The South African economy is in trouble, caught in a long-term trend of economic stagnation. The trend has not changed and is very clear in the data, says financial services company Nedbank.

While the country is in the process of recovery, this is not really growth, but rather the normalisation of economic activity coming off a very low base.

This has raised the question: what will drive activity over the next 12 months?

Nicky Weimar, head of economics at Nedbank, spoke at the recent Nedgroup Investments MultiManager Insights and outlined five key things that will play an important role next year.


1. Covid-19 uncertainty

The trajectory of the Covid-19 pandemic remains a key uncertainty and will have a bearing on economic performance. We have seen a rise in infections again in the last few months; this time, the delta variant has driven the surge. The latest jump on a global scale was mainly due to a surge in Asia and the US infections.

Locally, we are still in the third wave, and it seems to have a very long tail – it’s harder to bring the cases down to a lower level and will therefore continue for much longer than previous waves.

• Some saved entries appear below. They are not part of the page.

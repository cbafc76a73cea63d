//! Error taxonomy for the progress-bar telemetry core.
//!
//! `PbarsError` is the single error type returned across the intake,
//! sampling, predictor, and pub/sub crates. Each subsystem nests its own
//! detail type as a field rather than defining a parallel top-level enum,
//! leaving exit-code-style classification to one place.

use std::fmt;
use thiserror::Error;

/// What an incoming step event disagreed with the registered schema on.
#[derive(Debug, Clone, PartialEq)]
pub enum DriftReason {
    /// The event named a step at `position` that is not in the current schema.
    UnknownPosition { position: u32 },
    /// The event's step name did not match the schema's name for that position.
    NameMismatch {
        position: u32,
        expected: String,
        actual: String,
    },
    /// The event's iterated-ness (or presence/absence of `iterations`) disagreed with the schema.
    IteratedMismatch { position: u32, expected_iterated: bool },
}

impl fmt::Display for DriftReason {
    fn fmt(&self, f: &mut fmt::Formatter<'_>) -> fmt::Result {
        match self {
            Self::UnknownPosition { position } => {
                write!(f, "position {position} is not part of the current schema")
            }
            Self::NameMismatch {
                position,
                expected,
                actual,
            } => write!(
                f,
                "position {position} expected step '{expected}', got '{actual}'"
            ),
            Self::IteratedMismatch {
                position,
                expected_iterated,
            } => write!(
                f,
                "position {position} expected iterated={expected_iterated}"
            ),
        }
    }
}

/// Full detail surfaced with a `SchemaDrift` error, enough for an external
/// re-registration path to act on without re-deriving it from the event.
#[derive(Debug, Clone, PartialEq)]
pub struct DriftDetails {
    pub owner: String,
    pub bar_name: String,
    pub observed_version: u64,
    pub reason: DriftReason,
}

impl fmt::Display for DriftDetails {
    fn fmt(&self, f: &mut fmt::Formatter<'_>) -> fmt::Result {
        write!(
            f,
            "{}/{} at version {}: {}",
            self.owner, self.bar_name, self.observed_version, self.reason
        )
    }
}

/// Why a step event was rejected by the intake state machine's ordering and
/// timestamp rules (§4.D rules 2-5).
#[derive(Debug, Clone, PartialEq)]
pub enum ValidationFailure {
    OutOfOrderStart { expected_position: u32, got: u32 },
    NoActiveStep { position: u32 },
    IterationNotMonotonic { position: u32, stored: u64, got: u64 },
    IterationExceedsTotal { position: u32, iterations: u64, got: u64 },
    FinishBeforeLastIteration { position: u32, iterations: u64, at: u64 },
    NonMonotonicTimestamp { position: u32, previous: f64, got: f64 },
    TraceNotFresh { expected_first_position: u32 },
}

impl fmt::Display for ValidationFailure {
    fn fmt(&self, f: &mut fmt::Formatter<'_>) -> fmt::Result {
        match self {
            Self::OutOfOrderStart { expected_position, got } => write!(
                f,
                "expected StepStart at position {expected_position}, got {got}"
            ),
            Self::NoActiveStep { position } => {
                write!(f, "no active step at position {position}")
            }
            Self::IterationNotMonotonic { position, stored, got } => write!(
                f,
                "step {position}: iteration {got} is not greater than stored {stored}"
            ),
            Self::IterationExceedsTotal { position, iterations, got } => write!(
                f,
                "step {position}: iteration {got} exceeds iterations {iterations}"
            ),
            Self::FinishBeforeLastIteration { position, iterations, at } => write!(
                f,
                "step {position}: finish at iteration {at}, expected {iterations}"
            ),
            Self::NonMonotonicTimestamp { position, previous, got } => write!(
                f,
                "step {position}: timestamp {got} precedes previous {previous}"
            ),
            Self::TraceNotFresh { expected_first_position } => write!(
                f,
                "first event must be StepStart at position {expected_first_position}"
            ),
        }
    }
}

/// The core's top-level error type (§7).
#[derive(Error, Debug, Clone, PartialEq)]
pub enum PbarsError {
    #[error("no such progress bar: {owner}/{bar_name}")]
    NoSuchBar { owner: String, bar_name: String },

    #[error("schema drift: {0}")]
    SchemaDrift(DriftDetails),

    #[error("validation error: {0}")]
    ValidationError(ValidationFailure),

    #[error("conflict on trace {trace_uid} after {attempts} CAS attempts")]
    Conflict { trace_uid: String, attempts: u32 },

    #[error("rate limited: {reason}")]
    RateLimited { reason: String },

    #[error("store unavailable: {message}")]
    StoreUnavailable { message: String },

    #[error("internal invariant violation: {0}")]
    Internal(String),
}

impl PbarsError {
    /// Conflict and StoreUnavailable are the only kinds a caller may retry;
    /// everything else is a terminal outcome for the current attempt.
    #[must_use]
    pub const fn is_retryable(&self) -> bool {
        matches!(self, Self::Conflict { .. } | Self::StoreUnavailable { .. })
    }
}

pub type Result<T> = std::result::Result<T, PbarsError>;
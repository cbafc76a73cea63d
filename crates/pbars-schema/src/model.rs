use pbars_ids::BarId;
use serde::{Deserialize, Serialize};
use std::fmt;

/// A fitted-model family, keyed per §6's `technique_key` grammar.
///
/// `Percentile`'s payload is the integer percentile `P` in `0..=100`.
/// `BestFitLinear` is only valid on an iterated [`StepSpec`] — constructing
/// one on a one-off spec is rejected by [`StepSpec::new`].
#[derive(Debug, Clone, Copy, PartialEq, Eq, Serialize, Deserialize)]
pub enum Technique {
    ArithmeticMean,
    GeometricMean,
    HarmonicMean,
    Percentile(u8),
    BestFitLinear,
}

impl Technique {
    #[must_use]
    pub const fn is_linear(self) -> bool {
        matches!(self, Self::BestFitLinear)
    }

    /// Renders the `technique_key` used in hot-store keys and `PredictorCell` identity.
    #[must_use]
    pub fn key(self) -> String {
        match self {
            Self::ArithmeticMean => "arithmetic_mean".to_string(),
            Self::GeometricMean => "geometric_mean".to_string(),
            Self::HarmonicMean => "harmonic_mean".to_string(),
            Self::BestFitLinear => "best_fit.linear".to_string(),
            Self::Percentile(p) => format!("percentile_{p}"),
        }
    }
}

impl fmt::Display for Technique {
    fn fmt(&self, f: &mut fmt::Formatter<'_>) -> fmt::Result {
        write!(f, "{}", self.key())
    }
}

/// One step of a progress bar, or the reserved position-0 "default spec"
/// that only carries the whole-trace estimation technique (§3).
#[derive(Debug, Clone, PartialEq, Serialize, Deserialize)]
pub struct StepSpec {
    pub position: u32,
    pub name: String,
    pub iterated: bool,
    pub technique: Technique,
}

#[derive(Debug, Clone, PartialEq, Eq)]
pub enum StepSpecError {
    LinearOnNonIterated,
    ReservedName,
    DefaultMustBeNonIterated,
}

impl fmt::Display for StepSpecError {
    fn fmt(&self, f: &mut fmt::Formatter<'_>) -> fmt::Result {
        match self {
            Self::LinearOnNonIterated => {
                write!(f, "best_fit.linear requires an iterated step")
            }
            Self::ReservedName => write!(f, "'default' is a reserved step name"),
            Self::DefaultMustBeNonIterated => {
                write!(f, "the position-0 default spec is never iterated")
            }
        }
    }
}

impl std::error::Error for StepSpecError {}

impl StepSpec {
    pub fn new(
        position: u32,
        name: impl Into<String>,
        iterated: bool,
        technique: Technique,
    ) -> Result<Self, StepSpecError> {
        let name = name.into();
        if position != 0 && name == "default" {
            return Err(StepSpecError::ReservedName);
        }
        if position == 0 && iterated {
            return Err(StepSpecError::DefaultMustBeNonIterated);
        }
        if technique.is_linear() && !iterated {
            return Err(StepSpecError::LinearOnNonIterated);
        }
        Ok(Self {
            position,
            name,
            iterated,
            technique,
        })
    }
}

#[derive(Debug, Clone, Copy, PartialEq, Eq, Serialize, Deserialize)]
pub enum SamplingTechnique {
    Systematic,
    SimpleRandom,
}

/// `sampling_max_age_seconds ∈ ℕ⁺ ∪ {∞}` — `None` renders as the spec's ∞.
#[derive(Debug, Clone, Copy, PartialEq, Serialize, Deserialize)]
pub struct SamplingConfig {
    pub max_count: u32,
    pub max_age_seconds: Option<f64>,
    pub technique: SamplingTechnique,
}

impl SamplingConfig {
    /// Falls back to 7 days, per §4.E and §4.C, when unbounded.
    #[must_use]
    pub fn effective_max_age_seconds(&self) -> f64 {
        const SEVEN_DAYS: f64 = 7.0 * 24.0 * 3600.0;
        self.max_age_seconds.unwrap_or(SEVEN_DAYS)
    }
}

/// Default trace idle bound when a bar doesn't set its own (§4.D).
pub const DEFAULT_IDLE_BOUND_SECONDS: f64 = 3600.0;

/// The resolved schema for one (owner, bar) at its current version (§4.B).
#[derive(Debug, Clone, PartialEq, Serialize, Deserialize)]
pub struct BarSchema {
    pub bar_id: BarId,
    pub owner: String,
    pub bar_name: String,
    pub version: u64,
    pub sampling: SamplingConfig,
    /// Seconds of inactivity after which an in-flight trace is aborted
    /// rather than advanced (§4.D). Per-bar, not per-process, so traces on
    /// different bars handled by the same engine can use different bounds.
    pub idle_bound_seconds: f64,
    pub default_spec: StepSpec,
    /// Positions 1..K, sorted, contiguous — enforced by [`BarSchema::new`].
    pub steps: Vec<StepSpec>,
}

#[derive(Debug, Clone, Copy, PartialEq, Eq)]
pub enum BarSchemaError {
    NonContiguousPositions,
    DuplicatePosition(u32),
}

impl fmt::Display for BarSchemaError {
    fn fmt(&self, f: &mut fmt::Formatter<'_>) -> fmt::Result {
        match self {
            Self::NonContiguousPositions => write!(f, "step positions must be 1..K with no gaps"),
            Self::DuplicatePosition(p) => write!(f, "duplicate step position {p}"),
        }
    }
}

impl std::error::Error for BarSchemaError {}

impl BarSchema {
    pub fn new(
        bar_id: BarId,
        owner: impl Into<String>,
        bar_name: impl Into<String>,
        version: u64,
        sampling: SamplingConfig,
        idle_bound_seconds: f64,
        default_spec: StepSpec,
        mut steps: Vec<StepSpec>,
    ) -> Result<Self, BarSchemaError> {
        steps.sort_by_key(|s| s.position);
        for (expected, step) in (1u32..).zip(steps.iter()) {
            match step.position.cmp(&expected) {
                std::cmp::Ordering::Equal => {}
                std::cmp::Ordering::Less => {
                    return Err(BarSchemaError::DuplicatePosition(step.position));
                }
                std::cmp::Ordering::Greater => return Err(BarSchemaError::NonContiguousPositions),
            }
        }
        Ok(Self {
            bar_id,
            owner: owner.into(),
            bar_name: bar_name.into(),
            version,
            sampling,
            idle_bound_seconds,
            default_spec,
            steps,
        })
    }

    #[must_use]
    pub fn step_count(&self) -> u32 {
        self.steps.len() as u32
    }

    #[must_use]
    pub fn step(&self, position: u32) -> Option<&StepSpec> {
        if position == 0 {
            return Some(&self.default_spec);
        }
        self.steps.get(position.checked_sub(1)? as usize)
    }

    /// Canonical content hash of this schema's shape, used for cheap
    /// drift/version comparisons the way `packet::builder` hashes packet
    /// content with BLAKE3 over canonical JSON.
    #[must_use]
    pub fn content_hash(&self) -> String {
        let canon = serde_json_canonicalizer::to_vec(self).unwrap_or_default();
        blake3::hash(&canon).to_hex().to_string()
    }
}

The good news is that we now have data showing us that vaccines work to protect against hospitalisation and death.

Although we can’t really talk about herd immunity anymore, the key is to get everyone vaccinated as quickly as possible. This will relieve pressure on hospitals and remove the threat of death and make Covid much like standard flu. The strategy for South Africa has to be on focussing on vaccinations and accelerating the vaccine rollout as much as possible.

The leaders in vaccinations so far are predominantly richer countries. Sadly, although the vaccine is readily available in some countries, the demand for vaccines has dropped significantly.

Meanwhile, emerging countries are catching up, and we are doing quite well on that front. South African numbers show that over 10 million Covid vaccination doses have already been administered, and we are getting onto the map regarding vaccine rollout problems.

This is important because it will determine if we repeatedly enter lockdown cycles which is hugely disruptive to the economy. If we can get the vaccine rollout going even faster – it will reduce the risk of us entering stricter lockdown in the next 12 months, which improves the chance of economic growth.

Getting many people vaccinated will also help open our borders and enable countries to reconsider their views on travelling to South Africa. The return of international tourists is crucial for the hospitality industry, which is a big employer.


2. Exports

A factor that will drive growth is exports. Exports have already been a key factor in helping to return South Africa to some level of growth over the last year, and we believe it will remain so. There have been many advantages for the windfall as a result of exports.

For one thing, we are net earners of foreign exchange, which has helped our currency and ultimately helped moderate producer and consumer inflation. Exports have also boosted government revenue, allowing them to provide additional support after the riots and destruction in July. So exports are important.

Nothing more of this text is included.